DATA TO PROCESS |
------------------------------

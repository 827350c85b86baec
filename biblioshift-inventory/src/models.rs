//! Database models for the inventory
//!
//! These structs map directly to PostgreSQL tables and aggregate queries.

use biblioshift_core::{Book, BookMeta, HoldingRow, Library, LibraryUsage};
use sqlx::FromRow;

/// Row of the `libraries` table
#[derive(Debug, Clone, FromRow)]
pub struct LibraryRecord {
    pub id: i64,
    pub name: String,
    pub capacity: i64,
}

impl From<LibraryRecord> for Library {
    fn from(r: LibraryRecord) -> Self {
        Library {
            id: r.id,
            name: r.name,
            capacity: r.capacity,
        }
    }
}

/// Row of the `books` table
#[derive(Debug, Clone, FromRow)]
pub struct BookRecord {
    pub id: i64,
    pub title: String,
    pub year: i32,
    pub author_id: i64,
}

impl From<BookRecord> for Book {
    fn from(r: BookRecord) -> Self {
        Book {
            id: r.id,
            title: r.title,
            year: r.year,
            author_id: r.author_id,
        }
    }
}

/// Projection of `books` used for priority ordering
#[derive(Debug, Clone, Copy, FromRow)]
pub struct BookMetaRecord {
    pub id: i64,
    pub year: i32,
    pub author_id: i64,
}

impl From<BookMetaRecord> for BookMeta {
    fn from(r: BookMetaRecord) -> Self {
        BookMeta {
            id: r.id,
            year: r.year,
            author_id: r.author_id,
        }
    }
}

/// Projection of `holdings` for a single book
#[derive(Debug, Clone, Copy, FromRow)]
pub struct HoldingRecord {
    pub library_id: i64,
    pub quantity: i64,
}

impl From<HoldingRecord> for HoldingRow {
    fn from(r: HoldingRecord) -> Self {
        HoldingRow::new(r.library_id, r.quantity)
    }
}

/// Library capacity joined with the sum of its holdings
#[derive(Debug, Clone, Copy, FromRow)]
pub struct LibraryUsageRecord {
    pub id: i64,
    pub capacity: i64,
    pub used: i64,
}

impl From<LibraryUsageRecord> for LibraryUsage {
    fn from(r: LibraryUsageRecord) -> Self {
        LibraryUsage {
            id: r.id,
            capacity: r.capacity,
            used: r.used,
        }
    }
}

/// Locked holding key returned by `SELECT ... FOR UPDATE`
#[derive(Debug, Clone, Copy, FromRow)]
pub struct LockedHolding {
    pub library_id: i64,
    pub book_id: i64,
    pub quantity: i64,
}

------------------------------

WORK REQUIRED | In the data above, how many lines contain the word "models"? Only the number is wanted.

ANSWER BOX | 2